### TASK ITEM:
Look through the records below, and copy out every line that holds the string "used".

BEGIN EXTRACTED MATERIAL

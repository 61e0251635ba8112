//! Hack VM Translator - Common Types and Utilities
//!
//! This crate contains shared types and error definitions used across
//! all components of the Hack VM translator.

pub mod error;
pub mod source_loc;

pub use error::TranslateError;
pub use source_loc::SourceLocation;
//! Error handling for the Hack VM translator
//!
//! This module defines the error taxonomy shared by all phases of
//! translation. Every error is fatal: the driver aborts the whole run
//! on the first one, and no partial output file is considered valid.

use crate::source_loc::SourceLocation;
use thiserror::Error;

/// Main translator error type covering all phases of translation
#[derive(Error, Debug, Clone, PartialEq)]
pub enum TranslateError {
    #[error("Lexical error at {location}: {message}")]
    Lexical {
        location: SourceLocation,
        message: String,
    },

    #[error("Syntax error at {location}: {message}")]
    Syntax {
        location: SourceLocation,
        message: String,
    },

    #[error("Code generation error at {location}: {message}")]
    Codegen {
        location: SourceLocation,
        message: String,
    },

    #[error("IO error: {message}")]
    Io { message: String },
}

impl TranslateError {
    /// Create a lexical error (unrecognized command keyword)
    pub fn lexical(message: impl Into<String>, location: &SourceLocation) -> Self {
        TranslateError::Lexical {
            location: location.clone(),
            message: message.into(),
        }
    }

    /// Create a syntax error (bad field count, segment, or integer)
    pub fn syntax(message: impl Into<String>, location: &SourceLocation) -> Self {
        TranslateError::Syntax {
            location: location.clone(),
            message: message.into(),
        }
    }

    /// Create a code generation error
    pub fn codegen(message: impl Into<String>, location: &SourceLocation) -> Self {
        TranslateError::Codegen {
            location: location.clone(),
            message: message.into(),
        }
    }
}

/// Convert from std::io::Error
impl From<std::io::Error> for TranslateError {
    fn from(err: std::io::Error) -> Self {
        TranslateError::Io {
            message: err.to_string(),
        }
    }
}
//! Hack VM Translator - Assembly Generation Backend
//!
//! This crate handles the final phase of translation: generating Hack
//! assembly from decoded VM commands. It includes:
//!
//! - Hack assembly instruction records and their text serialization
//! - The command-to-assembly generator and its program-wide state
//!   (label counters, current translation-unit name)
//! - A machine simulator used by tests to check RAM effects

pub mod asm;
pub mod emit;
pub mod testing;

pub use asm::{write_assembly, AsmInst, Comp, Dest, Jump, Register};
pub use emit::CodeGen;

END EXTRACTED MATERIAL

### RESPONSE AREA:
//! This crate contains shared types and error definitions used across
//! - A machine simulator used by tests to check RAM effects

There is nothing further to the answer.